- _Records provided_

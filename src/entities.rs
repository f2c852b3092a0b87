/// All game entity types — pure data plus small geometric helpers.

use crate::recorder::InputRecorder;

#[derive(Clone, Copy, Debug, PartialEq, Eq)]
pub enum Direction {
    Up,
    Down,
    Left,
    Right,
}

impl Direction {
    /// The 180°-reversed direction, used by the no-instant-reversal rule.
    pub fn opposite(&self) -> Direction {
        match self {
            Direction::Up => Direction::Down,
            Direction::Down => Direction::Up,
            Direction::Left => Direction::Right,
            Direction::Right => Direction::Left,
        }
    }
}

#[derive(Clone, Debug, PartialEq)]
pub enum GameStatus {
    Playing,
    GameOver,
}

// ── Board geometry ────────────────────────────────────────────────────────────

#[derive(Clone, Copy, Debug, PartialEq, Eq)]
pub struct Position {
    pub x: i32,
    pub y: i32,
}

impl Position {
    /// The neighbouring cell one step in `dir`.  May leave the board;
    /// bounds are the caller's concern (that is how wall collisions are
    /// detected).
    pub fn step(&self, dir: Direction) -> Position {
        match dir {
            Direction::Up => Position { x: self.x, y: self.y - 1 },
            Direction::Down => Position { x: self.x, y: self.y + 1 },
            Direction::Left => Position { x: self.x - 1, y: self.y },
            Direction::Right => Position { x: self.x + 1, y: self.y },
        }
    }
}

// ── Snake & food ──────────────────────────────────────────────────────────────

#[derive(Clone, Debug)]
pub struct Snake {
    /// Body segments, head at index 0, tail last.
    pub body: Vec<Position>,
    /// Direction the next tick will move the head in.
    pub dir: Direction,
}

impl Snake {
    pub fn head(&self) -> Position {
        self.body[0]
    }

    /// True if any segment (head included) occupies `pos`.
    pub fn occupies(&self, pos: Position) -> bool {
        self.body.contains(&pos)
    }
}

#[derive(Clone, Copy, Debug)]
pub struct Food {
    pub pos: Position,
    pub exists: bool,
}

// ── Master game state ─────────────────────────────────────────────────────────

/// The entire game state.  Cloneable so pure update functions can
/// return a new copy without mutating the original; the single live
/// instance is shared between the simulation and render threads behind
/// a mutex.
#[derive(Clone, Debug)]
pub struct Game {
    pub snake: Snake,
    pub food: Food,
    pub status: GameStatus,
    pub score: u32,
    /// Board width in cells; head x is valid in `0..width`.
    pub width: i32,
    /// Board height in cells; head y is valid in `0..height`.
    pub height: i32,
    /// Timestamped log of every key pressed (plus synthetic food events).
    pub recorder: InputRecorder,
}
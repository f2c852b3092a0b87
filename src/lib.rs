pub mod cipher;
pub mod compute;
pub mod display;
pub mod entities;
pub mod recorder;
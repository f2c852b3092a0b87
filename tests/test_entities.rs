use snake_game::entities::*;
use snake_game::recorder::InputRecorder;

#[test]
fn direction_opposites() {
    assert_eq!(Direction::Up.opposite(), Direction::Down);
    assert_eq!(Direction::Down.opposite(), Direction::Up);
    assert_eq!(Direction::Left.opposite(), Direction::Right);
    assert_eq!(Direction::Right.opposite(), Direction::Left);
}

#[test]
fn position_step_unit_vectors() {
    let p = Position { x: 5, y: 5 };
    assert_eq!(p.step(Direction::Up), Position { x: 5, y: 4 });
    assert_eq!(p.step(Direction::Down), Position { x: 5, y: 6 });
    assert_eq!(p.step(Direction::Left), Position { x: 4, y: 5 });
    assert_eq!(p.step(Direction::Right), Position { x: 6, y: 5 });
}

#[test]
fn position_step_may_leave_the_board() {
    // Bounds are the caller's concern — stepping off the origin is fine
    let p = Position { x: 0, y: 0 };
    assert_eq!(p.step(Direction::Left), Position { x: -1, y: 0 });
    assert_eq!(p.step(Direction::Up), Position { x: 0, y: -1 });
}

#[test]
fn snake_head_and_occupancy() {
    let snake = Snake {
        body: vec![
            Position { x: 3, y: 3 },
            Position { x: 2, y: 3 },
            Position { x: 1, y: 3 },
        ],
        dir: Direction::Right,
    };
    assert_eq!(snake.head(), Position { x: 3, y: 3 });
    assert!(snake.occupies(Position { x: 3, y: 3 })); // head counts
    assert!(snake.occupies(Position { x: 1, y: 3 })); // tail counts
    assert!(!snake.occupies(Position { x: 4, y: 3 }));
}

#[test]
fn game_clone_is_independent() {
    let original = Game {
        snake: Snake {
            body: vec![Position { x: 3, y: 3 }],
            dir: Direction::Right,
        },
        food: Food { pos: Position { x: 0, y: 0 }, exists: true },
        status: GameStatus::Playing,
        score: 0,
        width: 30,
        height: 20,
        recorder: InputRecorder::new(),
    };
    let mut cloned = original.clone();

    // Mutating the clone must not affect the original
    cloned.score = 999;
    cloned.snake.body.push(Position { x: 4, y: 3 });
    cloned.recorder.record('w', 0.1);

    assert_eq!(original.score, 0);
    assert_eq!(original.snake.body.len(), 1);
    assert!(original.recorder.is_empty());
}
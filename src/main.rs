use std::fs;
use std::io::{stdout, BufWriter};
use std::path::Path;
use std::sync::atomic::{AtomicBool, Ordering};
use std::sync::{mpsc, Arc, Mutex};
use std::thread;
use std::time::{Duration, Instant};

use crossterm::{
    cursor,
    event::{self, Event, KeyCode, KeyEvent, KeyEventKind, KeyModifiers},
    terminal,
    ExecutableCommand,
};
use rand::thread_rng;

use snake_game::cipher;
use snake_game::compute::{self, step};
use snake_game::display;
use snake_game::entities::{Game, GameStatus};

/// Simulation step — also sets the overall game speed.
const TICK: Duration = Duration::from_millis(100);

/// Render refresh, independent of (not phase-locked to) the tick.
const RENDER_INTERVAL: Duration = Duration::from_millis(100);

/// How long the final game-over frame stays on screen before the
/// alternate screen is torn down.
const GAME_OVER_PAUSE: Duration = Duration::from_millis(1500);

const LOG_PATH: &str = "./input_record.txt";
const ENC_PATH: &str = "./input_record.enc";
const LOG_PASSWORD: &[u8] = b"SnakeGameSecretPassword";

// ── Render thread ─────────────────────────────────────────────────────────────

/// Spawn the render loop: lock, draw a consistent snapshot, unlock,
/// sleep.  Shutdown is cooperative — the flag is checked once per
/// iteration, so worst-case stop latency is one `RENDER_INTERVAL`.
fn spawn_render_thread(
    game: Arc<Mutex<Game>>,
    running: Arc<AtomicBool>,
) -> thread::JoinHandle<()> {
    thread::spawn(move || {
        let mut out = BufWriter::new(stdout());
        while running.load(Ordering::Relaxed) {
            {
                let state = game.lock().expect("game state mutex poisoned");
                let _ = display::render(&mut out, &state);
            }
            thread::sleep(RENDER_INTERVAL);
        }
    })
}

// ── Simulation loop ───────────────────────────────────────────────────────────

/// Run the fixed-rate simulation until game over.  This thread is the
/// sole writer of game state: it fetches at most one pending key event,
/// applies it, and runs one tick — all inside a single lock hold so the
/// render thread only ever sees completed tick boundaries.  Surplus key
/// presses stay queued in the channel for later ticks; draining them
/// all at once would let two quick perpendicular turns compose into a
/// 180° reversal within a single move.
fn game_loop(game: &Arc<Mutex<Game>>, rx: &mpsc::Receiver<Event>, start: Instant) {
    let mut rng = thread_rng();

    loop {
        {
            let mut state = game.lock().expect("game state mutex poisoned");
            let now = start.elapsed().as_secs_f64();

            // Poll for at most one key event (non-blocking); non-key
            // events are skipped without consuming this tick's slot.
            let mut key: Option<char> = None;
            while let Ok(ev) = rx.try_recv() {
                let Event::Key(KeyEvent { code, kind, modifiers, .. }) = ev else {
                    continue;
                };
                if kind == KeyEventKind::Release {
                    continue;
                }
                match code {
                    KeyCode::Char('c') if modifiers.contains(KeyModifiers::CONTROL) => {
                        state.status = GameStatus::GameOver;
                    }
                    KeyCode::Esc => {
                        state.status = GameStatus::GameOver;
                    }
                    KeyCode::Char(c) => {
                        key = Some(c);
                    }
                    _ => {}
                }
                break;
            }

            *state = step(&state, key, &mut rng, now);

            if state.status == GameStatus::GameOver {
                break;
            }
        }
        thread::sleep(TICK);
    }
}

// ── Post-game persistence ─────────────────────────────────────────────────────

/// Write the input log, then replace it with its encrypted form.  All
/// single-attempt and best-effort: the game is already over, so a
/// failure here only costs log durability, never correctness.  The
/// plaintext is removed only after encryption succeeds.
fn save_input_record(game: &Game) {
    let log_text = game.recorder.to_log_text();

    if let Err(e) = fs::write(LOG_PATH, &log_text) {
        eprintln!("Error: cannot write {}: {}", LOG_PATH, e);
        return;
    }
    println!("Input record saved to {}", LOG_PATH);

    match cipher::encrypt_to_file(log_text.as_bytes(), Path::new(ENC_PATH), LOG_PASSWORD) {
        Ok(()) => {
            let _ = fs::remove_file(LOG_PATH);
            println!("Input record encrypted and saved to {}", ENC_PATH);
        }
        Err(e) => {
            // Keep the plaintext on disk so nothing is lost
            eprintln!("Failed to encrypt input record: {}", e);
        }
    }
}

// ── Entry point ───────────────────────────────────────────────────────────────

fn main() -> std::io::Result<()> {
    let mut out = stdout();

    terminal::enable_raw_mode()?;
    out.execute(terminal::EnterAlternateScreen)?;
    out.execute(cursor::Hide)?;

    // Dedicate a thread exclusively to blocking event reads, sending
    // them through a channel so the simulation loop polls without ever
    // blocking on I/O.
    let (tx, rx) = mpsc::channel::<Event>();
    thread::spawn(move || {
        loop {
            match event::read() {
                Ok(ev) => {
                    if tx.send(ev).is_err() {
                        break; // receiver dropped → program exiting
                    }
                }
                Err(_) => break,
            }
        }
    });

    let start = Instant::now();
    let game = Arc::new(Mutex::new(compute::init_state(
        compute::WIDTH,
        compute::HEIGHT,
        &mut thread_rng(),
    )));

    let running = Arc::new(AtomicBool::new(true));
    let render_handle = spawn_render_thread(Arc::clone(&game), Arc::clone(&running));

    game_loop(&game, &rx, start);

    // Signal the render thread and wait for it before touching the
    // terminal again.
    running.store(false, Ordering::Relaxed);
    let _ = render_handle.join();

    // The render thread may have been parked mid-sleep when the game
    // ended, so draw one deliberate game-over frame and let the player
    // read it before the alternate screen is torn down.
    {
        let state = game.lock().expect("game state mutex poisoned");
        let mut frame_out = BufWriter::new(stdout());
        let _ = display::render(&mut frame_out, &state);
    }
    thread::sleep(GAME_OVER_PAUSE);

    // Always restore the terminal
    let _ = out.execute(cursor::Show);
    let _ = out.execute(terminal::LeaveAlternateScreen);
    let _ = terminal::disable_raw_mode();

    let final_state = game.lock().expect("game state mutex poisoned");
    println!("\nGame Over!!! Score is {}", final_state.score);
    save_input_record(&final_state);

    Ok(())
}
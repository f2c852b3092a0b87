/// Pure game-logic functions.
///
/// Every public function takes an immutable reference to the current
/// `Game` (and, where needed, an RNG handle and the elapsed-seconds
/// clock) and returns a brand-new `Game`.  Side effects are limited to
/// the injected RNG, so a seeded `StdRng` and a fixed clock make every
/// transition deterministic in tests.

use rand::Rng;

use crate::entities::{Direction, Food, Game, GameStatus, Position, Snake};
use crate::recorder::{self, InputRecorder};

// ── Board constants ──────────────────────────────────────────────────────────

pub const WIDTH: i32 = 30;
pub const HEIGHT: i32 = 20;
pub const INIT_SNAKE_LENGTH: usize = 3;

/// Score awarded per food eaten.
pub const FOOD_SCORE: u32 = 10;

// ── Constructors ─────────────────────────────────────────────────────────────

/// Build the initial game state: a length-3 snake centred on the board,
/// facing right with its body trailing leftward, and one food cell
/// already placed.
pub fn init_state(width: i32, height: i32, rng: &mut impl Rng) -> Game {
    let mid = Position { x: width / 2, y: height / 2 };
    let body: Vec<Position> = (0..INIT_SNAKE_LENGTH as i32)
        .map(|i| Position { x: mid.x - i, y: mid.y })
        .collect();
    let snake = Snake { body, dir: Direction::Right };
    let food = generate_food(&snake, width, height, rng);

    Game {
        snake,
        food,
        status: GameStatus::Playing,
        score: 0,
        width,
        height,
        recorder: InputRecorder::new(),
    }
}

// ── Input-driven state transitions (pure) ────────────────────────────────────

/// Request a direction change.  Reversing 180° in one tick would drive
/// the head straight into the neck, so the exact opposite of the
/// current direction is ignored; anything else (including the current
/// direction itself) is accepted and takes effect next tick.
pub fn set_direction(state: &Game, dir: Direction) -> Game {
    if dir == state.snake.dir.opposite() {
        return state.clone();
    }
    Game {
        snake: Snake { dir, ..state.snake.clone() },
        ..state.clone()
    }
}

/// Feed one raw key through the dispatcher.  Every key is recorded with
/// its timestamp — valid or not — then mapped to a command:
/// W/A/S/D steer, Q quits immediately, everything else is ignored.
pub fn apply_key(state: &Game, key: char, now: f64) -> Game {
    let mut state = state.clone();
    state.recorder.record(key, now);

    match key {
        'w' | 'W' => set_direction(&state, Direction::Up),
        's' | 'S' => set_direction(&state, Direction::Down),
        'a' | 'A' => set_direction(&state, Direction::Left),
        'd' | 'D' => set_direction(&state, Direction::Right),
        'q' | 'Q' => Game { status: GameStatus::GameOver, ..state },
        _ => state,
    }
}

/// One simulation step as the scheduler runs it: dispatch at most one
/// pending key, then advance a tick.  Surplus presses stay queued for
/// later steps, so two quick perpendicular turns (say Up then Left on a
/// Right-facing snake) land on successive ticks and each is validated
/// against the direction actually in effect — they can never compose
/// into a 180° reversal inside a single move.
pub fn step(state: &Game, pending_key: Option<char>, rng: &mut impl Rng, now: f64) -> Game {
    let state = match pending_key {
        Some(key) => apply_key(state, key, now),
        None => state.clone(),
    };
    tick(&state, rng, now)
}

// ── Per-tick update ──────────────────────────────────────────────────────────

/// Advance the simulation by one tick.  All randomness (food placement)
/// comes through `rng`; `now` is the elapsed-seconds clock used for the
/// synthetic food record.
pub fn tick(state: &Game, rng: &mut impl Rng, now: f64) -> Game {
    if state.status != GameStatus::Playing {
        return state.clone();
    }

    let new_head = state.snake.head().step(state.snake.dir);

    // Wall collision: the head left the board.  Snake and score keep
    // their pre-update values; the attempted head is discarded.
    if new_head.x < 0 || new_head.x >= state.width || new_head.y < 0 || new_head.y >= state.height
    {
        return Game { status: GameStatus::GameOver, ..state.clone() };
    }

    // Self collision, checked against the full pre-move body.  The tail
    // cell about to be vacated still counts as occupied this tick.
    if is_collision(new_head, state) {
        return Game { status: GameStatus::GameOver, ..state.clone() };
    }

    let ate = new_head == state.food.pos;

    // Shift every segment one slot tailward and put the new head in
    // front.  Without food the tail cell drops off; with food it stays,
    // which is exactly the +1 growth.
    let mut body = Vec::with_capacity(state.snake.body.len() + 1);
    body.push(new_head);
    if ate {
        body.extend_from_slice(&state.snake.body);
    } else {
        body.extend_from_slice(&state.snake.body[..state.snake.body.len() - 1]);
    }
    let snake = Snake { body, dir: state.snake.dir };

    let mut recorder = state.recorder.clone();
    let (food, score) = if ate {
        recorder.record(recorder::FOOD_KEY, now);
        (
            generate_food(&snake, state.width, state.height, rng),
            state.score + FOOD_SCORE,
        )
    } else {
        (state.food, state.score)
    };

    Game {
        snake,
        food,
        score,
        recorder,
        status: GameStatus::Playing,
        width: state.width,
        height: state.height,
    }
}

// ── Queries & food placement ─────────────────────────────────────────────────

/// True if `pos` lands on any current snake segment.
pub fn is_collision(pos: Position, state: &Game) -> bool {
    state.snake.occupies(pos)
}

/// Rejection-sample a board cell not occupied by the snake.  Loops
/// until a free cell turns up, so a board with no free cell stalls
/// forever — acceptable here because the snake would have to cover all
/// `width * height` cells first.
pub fn generate_food(snake: &Snake, width: i32, height: i32, rng: &mut impl Rng) -> Food {
    loop {
        let pos = Position {
            x: rng.gen_range(0..width),
            y: rng.gen_range(0..height),
        };
        if !snake.occupies(pos) {
            return Food { pos, exists: true };
        }
    }
}
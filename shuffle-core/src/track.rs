//! Track shape consumed by the shuffle engine, and why a track might be
//! excluded from a run's order.

use serde::{Deserialize, Serialize};

/// A single playlist entry as reported by the streaming service, prior
/// to filtering.
#[derive(Debug, Clone, PartialEq, Eq, Serialize, Deserialize)]
pub struct Track {
    pub uri: String,
    pub name: String,
    pub artist: String,
    #[serde(default = "default_true")]
    pub is_playable: bool,
    #[serde(default)]
    pub is_local: bool,
    #[serde(default = "default_track_type")]
    pub track_type: String,
}

fn default_true() -> bool {
    true
}

fn default_track_type() -> String {
    "track".to_string()
}

impl Track {
    /// A track is valid iff it is playable, not a local file, reports
    /// `track_type == "track"`, and carries a `spotify:track:*` URI.
    #[must_use]
    pub fn is_valid(&self) -> bool {
        self.is_playable
            && !self.is_local
            && self.track_type == "track"
            && self.uri.starts_with("spotify:track:")
    }
}

/// Why a track was excluded from the final shuffled order.
#[derive(Debug, Clone, Copy, PartialEq, Eq, Serialize, Deserialize)]
#[serde(rename_all = "snake_case")]
pub enum SkipReason {
    Local,
    Episode,
    Unavailable,
    Duplicate,
}

/// A track dropped during filtering or deduplication, kept for the
/// informational skipped-tracks log.
#[derive(Debug, Clone, PartialEq, Eq, Serialize, Deserialize)]
pub struct SkippedTrack {
    pub uri: String,
    pub reason: SkipReason,
}

impl Track {
    /// Classify why this track is invalid. Only meaningful when
    /// [`Track::is_valid`] is `false`.
    #[must_use]
    pub fn skip_reason(&self) -> Option<SkipReason> {
        if self.is_local {
            Some(SkipReason::Local)
        } else if self.track_type != "track" {
            Some(SkipReason::Episode)
        } else if !self.is_playable || !self.uri.starts_with("spotify:track:") {
            Some(SkipReason::Unavailable)
        } else {
            None
        }
    }
}

#[cfg(test)]
#[allow(clippy::unwrap_used)]
mod tests {
    use super::*;

    fn track(uri: &str) -> Track {
        Track {
            uri: uri.to_string(),
            name: "name".to_string(),
            artist: "artist".to_string(),
            is_playable: true,
            is_local: false,
            track_type: "track".to_string(),
        }
    }

    #[test]
    fn valid_track_passes() {
        let t = track("spotify:track:abc");
        assert!(t.is_valid());
        assert_eq!(t.skip_reason(), None);
    }

    #[test]
    fn local_track_is_invalid() {
        let mut t = track("spotify:track:abc");
        t.is_local = true;
        assert!(!t.is_valid());
        assert_eq!(t.skip_reason(), Some(SkipReason::Local));
    }

    #[test]
    fn episode_is_invalid() {
        let mut t = track("spotify:episode:abc");
        t.track_type = "episode".to_string();
        assert!(!t.is_valid());
        assert_eq!(t.skip_reason(), Some(SkipReason::Episode));
    }

    #[test]
    fn unplayable_is_invalid() {
        let mut t = track("spotify:track:abc");
        t.is_playable = false;
        assert!(!t.is_valid());
        assert_eq!(t.skip_reason(), Some(SkipReason::Unavailable));
    }

    #[test]
    fn non_track_uri_is_invalid() {
        let t = track("spotify:local:abc");
        assert!(!t.is_valid());
        assert_eq!(t.skip_reason(), Some(SkipReason::Unavailable));
    }
}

- _Work item_
Look in the material above for the line with "hold so the" and the line with "event (non-blocking); non-key", and transcribe exactly those lines and all lines between them, nothing more.

- _Task answer_
/// applies it, and runs one tick — all inside a single lock hold so the
/// render thread only ever sees completed tick boundaries.  Surplus key
/// presses stay queued in the channel for later ticks; draining them
/// all at once would let two quick perpendicular turns compose into a
/// 180° reversal within a single move.
fn game_loop(game: &Arc<Mutex<Game>>, rx: &mpsc::Receiver<Event>, start: Instant) {
    let mut rng = thread_rng();

    loop {
        {
            let mut state = game.lock().expect("game state mutex poisoned");
            let now = start.elapsed().as_secs_f64();

            // Poll for at most one key event (non-blocking); non-key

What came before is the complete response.